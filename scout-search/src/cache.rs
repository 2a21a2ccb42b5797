//! Query result cache owned by an [`crate::Aggregator`].
//!
//! Entries are keyed by the normalised query, the requested count and the
//! provider chain, and expire after the configured TTL. Uses [`moka`] for
//! async-friendly caching with bounded capacity.

use std::time::Duration;

use moka::future::Cache;

use crate::types::{ProviderId, SearchResult};

/// Maximum number of cached result sets per aggregator.
const MAX_CACHE_ENTRIES: u64 = 512;

/// Cache key for one aggregated search.
#[derive(Debug, Clone, PartialEq, Eq, Hash)]
pub struct CacheKey {
    query: String,
    count: usize,
    /// Kept in preference order: swapping the primary changes the result.
    providers: Vec<ProviderId>,
}

impl CacheKey {
    /// Build a key; the query is trimmed, lowercased and has its inner
    /// whitespace collapsed.
    pub fn new(query: &str, count: usize, providers: &[ProviderId]) -> Self {
        let query = query
            .split_whitespace()
            .collect::<Vec<_>>()
            .join(" ")
            .to_lowercase();
        Self {
            query,
            count,
            providers: providers.to_vec(),
        }
    }
}

/// TTL-bounded cache of aggregated search results.
///
/// A TTL of zero disables caching entirely.
#[derive(Clone)]
pub struct QueryCache {
    inner: Option<Cache<CacheKey, Vec<SearchResult>>>,
}

impl QueryCache {
    pub fn new(ttl_seconds: u64) -> Self {
        let inner = (ttl_seconds > 0).then(|| {
            Cache::builder()
                .max_capacity(MAX_CACHE_ENTRIES)
                .time_to_live(Duration::from_secs(ttl_seconds))
                .build()
        });
        Self { inner }
    }

    pub fn is_enabled(&self) -> bool {
        self.inner.is_some()
    }

    pub async fn get(&self, key: &CacheKey) -> Option<Vec<SearchResult>> {
        match &self.inner {
            Some(cache) => cache.get(key).await,
            None => None,
        }
    }

    pub async fn insert(&self, key: CacheKey, results: Vec<SearchResult>) {
        if let Some(cache) = &self.inner {
            cache.insert(key, results).await;
        }
    }
}

#[cfg(test)]
mod tests {
    use super::*;

    fn result(url: &str) -> SearchResult {
        SearchResult {
            title: "t".into(),
            url: url.into(),
            description: String::new(),
            extra_snippets: vec![],
            provider: ProviderId::Brave,
        }
    }

    #[test]
    fn key_normalises_query() {
        let a = CacheKey::new("  Seed   FINTECH ", 10, &[ProviderId::Brave]);
        let b = CacheKey::new("seed fintech", 10, &[ProviderId::Brave]);
        assert_eq!(a, b);
    }

    #[test]
    fn key_depends_on_count_and_provider_order() {
        let base = CacheKey::new("q", 10, &[ProviderId::Brave, ProviderId::Serper]);
        assert_ne!(base, CacheKey::new("q", 20, &[ProviderId::Brave, ProviderId::Serper]));
        assert_ne!(base, CacheKey::new("q", 10, &[ProviderId::Serper, ProviderId::Brave]));
    }

    #[tokio::test]
    async fn insert_then_hit() {
        let cache = QueryCache::new(60);
        let key = CacheKey::new("qonto", 5, &[ProviderId::Brave]);
        assert!(cache.get(&key).await.is_none());
        cache.insert(key.clone(), vec![result("https://qonto.com")]).await;
        let hit = cache.get(&key).await.expect("cache hit");
        assert_eq!(hit[0].url, "https://qonto.com");
    }

    #[tokio::test]
    async fn instances_do_not_share_entries() {
        let a = QueryCache::new(60);
        let b = QueryCache::new(60);
        let key = CacheKey::new("alan", 5, &[ProviderId::Brave]);
        a.insert(key.clone(), vec![result("https://alan.com")]).await;
        assert!(b.get(&key).await.is_none());
    }

    #[tokio::test]
    async fn zero_ttl_disables_cache() {
        let cache = QueryCache::new(0);
        assert!(!cache.is_enabled());
        let key = CacheKey::new("q", 1, &[ProviderId::Serper]);
        cache.insert(key.clone(), vec![result("https://x.fr")]).await;
        assert!(cache.get(&key).await.is_none());
    }
}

= = = =

AIM OF THE EXERCISE:
Filter the entries and keep only the lines holding "struct".

SOLUTION:
pub struct CacheKey {
pub struct QueryCache {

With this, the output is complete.